▸ Given entries:
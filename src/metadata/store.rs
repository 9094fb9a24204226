// ============================================================================
// Metadata Store
// Class/property keyed annotation table with optional inheritance
// ============================================================================

use super::errors::{MetadataError, MetadataResult};
use crate::domain::{ClassId, InheritanceMode, StoreConfig};
use crate::interfaces::{AnnotationKind, AnnotationToken};
use parking_lot::RwLock;
use smallvec::SmallVec;
use std::any::Any;
use std::collections::{BTreeMap, HashMap};
use std::sync::{Arc, OnceLock};

type ErasedValue = Arc<dyn Any + Send + Sync>;

/// Annotations of one kind on one type, by property name
type PropertyTable = BTreeMap<String, ErasedValue>;

/// A type followed by its ancestors, nearest first
type Lineage = SmallVec<[ClassId; 4]>;

static GLOBAL_STORE: OnceLock<MetadataStore> = OnceLock::new();

/// Thread-safe table of `(type, property, kind) -> value` associations.
///
/// Entries are written when a decorator is applied and read by any number of
/// callers afterwards. Writing the same key again replaces the previous value.
pub struct MetadataStore {
    config: StoreConfig,

    /// Annotation tables grouped by owning type and kind
    entries: RwLock<HashMap<(ClassId, AnnotationToken), PropertyTable>>,

    /// Child type -> parent type
    parents: RwLock<HashMap<ClassId, ClassId>>,
}

impl MetadataStore {
    /// Create a store with a validated configuration
    pub fn new(config: StoreConfig) -> MetadataResult<Self> {
        config.validate()?;

        Ok(Self {
            config,
            entries: RwLock::new(HashMap::new()),
            parents: RwLock::new(HashMap::new()),
        })
    }

    /// Process-wide store used by [`Decorator::apply`](super::Decorator::apply)
    /// and the type-targeted readers.
    pub fn global() -> &'static MetadataStore {
        GLOBAL_STORE.get_or_init(MetadataStore::default)
    }

    pub fn config(&self) -> &StoreConfig {
        &self.config
    }

    // ========================================================================
    // Writing
    // ========================================================================

    /// Attach `value` to `property` of `class` under kind `K`.
    ///
    /// Returns the value it replaced, if any.
    pub fn decorate<K: AnnotationKind>(
        &self,
        class: ClassId,
        property: &str,
        value: K::Value,
    ) -> Option<K::Value> {
        let token = K::token();
        let previous = self
            .entries
            .write()
            .entry((class, token))
            .or_default()
            .insert(property.to_owned(), Arc::new(value));

        let previous = previous.and_then(|old| old.downcast_ref::<K::Value>().cloned());
        if previous.is_some() {
            tracing::debug!(class = %class, property, kind = %token, "annotation overwritten");
        } else {
            tracing::debug!(class = %class, property, kind = %token, "annotation attached");
        }

        previous
    }

    /// Declare `parent` as the parent type of `child`.
    ///
    /// Replaces any parent previously registered for `child`.
    pub fn register_parent(&self, child: ClassId, parent: ClassId) -> MetadataResult<()> {
        if child == parent {
            return Err(MetadataError::SelfInheritance { class: child });
        }

        let mut parents = self.parents.write();

        // Acyclic by construction, so this walk terminates.
        let mut cursor = Some(parent);
        while let Some(class) = cursor {
            if class == child {
                return Err(MetadataError::InheritanceCycle { child, parent });
            }
            cursor = parents.get(&class).copied();
        }

        parents.insert(child, parent);
        tracing::debug!(child = %child, parent = %parent, "parent type registered");

        Ok(())
    }

    // ========================================================================
    // Reading
    // ========================================================================

    /// Resolve `property` of `class` under kind `K`, or `default` when
    /// neither the type nor its visible ancestors carry it.
    pub fn decorator_of<K: AnnotationKind>(
        &self,
        class: ClassId,
        property: &str,
        default: K::Value,
    ) -> K::Value {
        self.find::<K>(class, property).unwrap_or(default)
    }

    /// Resolve `property` of `class` under kind `K`, honoring inheritance.
    pub fn find<K: AnnotationKind>(&self, class: ClassId, property: &str) -> Option<K::Value> {
        let token = K::token();
        let lineage = self.lineage(class);
        let entries = self.entries.read();

        let found = lineage.iter().find_map(|owner| {
            entries
                .get(&(*owner, token))
                .and_then(|table| table.get(property))
                .and_then(|value| value.downcast_ref::<K::Value>())
                .map(|value| (*owner, value.clone()))
        });

        match found {
            Some((owner, value)) => {
                tracing::trace!(class = %class, property, kind = %token, owner = %owner, "annotation resolved");
                Some(value)
            },
            None => {
                tracing::trace!(class = %class, property, kind = %token, "annotation missing");
                None
            },
        }
    }

    /// Annotation attached to `class` itself, ignoring ancestors.
    pub fn own<K: AnnotationKind>(&self, class: ClassId, property: &str) -> Option<K::Value> {
        self.entries
            .read()
            .get(&(class, K::token()))
            .and_then(|table| table.get(property))
            .and_then(|value| value.downcast_ref::<K::Value>())
            .cloned()
    }

    /// Every property of `class` carrying kind `K`, sorted by property name.
    ///
    /// Inherited properties are included; the nearest declaration wins.
    pub fn annotated<K: AnnotationKind>(&self, class: ClassId) -> Vec<(String, K::Value)> {
        let token = K::token();
        let lineage = self.lineage(class);
        let entries = self.entries.read();

        let mut merged: BTreeMap<&str, K::Value> = BTreeMap::new();
        // Farthest ancestor first so nearer types overwrite.
        for owner in lineage.iter().rev() {
            let Some(table) = entries.get(&(*owner, token)) else {
                continue;
            };
            for (property, value) in table {
                if let Some(value) = value.downcast_ref::<K::Value>() {
                    merged.insert(property.as_str(), value.clone());
                }
            }
        }

        merged
            .into_iter()
            .map(|(property, value)| (property.to_owned(), value))
            .collect()
    }

    pub fn parent_of(&self, class: ClassId) -> Option<ClassId> {
        self.parents.read().get(&class).copied()
    }

    /// Number of stored annotations across all types and kinds
    pub fn len(&self) -> usize {
        self.entries.read().values().map(BTreeMap::len).sum()
    }

    pub fn is_empty(&self) -> bool {
        self.len() == 0
    }

    /// `class` followed by the ancestors visible under the configuration
    fn lineage(&self, class: ClassId) -> Lineage {
        let mut lineage = Lineage::new();
        lineage.push(class);

        if self.config.inheritance == InheritanceMode::Own {
            return lineage;
        }

        let parents = self.parents.read();
        let mut cursor = parents.get(&class).copied();
        while let Some(parent) = cursor {
            if lineage.len() > self.config.max_depth {
                break;
            }
            lineage.push(parent);
            cursor = parents.get(&parent).copied();
        }

        lineage
    }
}

impl Default for MetadataStore {
    fn default() -> Self {
        Self {
            config: StoreConfig::default(),
            entries: RwLock::new(HashMap::new()),
            parents: RwLock::new(HashMap::new()),
        }
    }
}

impl std::fmt::Debug for MetadataStore {
    fn fmt(&self, f: &mut std::fmt::Formatter<'_>) -> std::fmt::Result {
        f.debug_struct("MetadataStore")
            .field("config", &self.config)
            .field("entries", &self.len())
            .field("parents", &self.parents.read().len())
            .finish()
    }
}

▸ What you are asked to do: Show each line of the data that contains the string "attached".

▸ Written reply:
            tracing::debug!(class = %class, property, kind = %token, "annotation attached");
    /// Annotation attached to `class` itself, ignoring ancestors.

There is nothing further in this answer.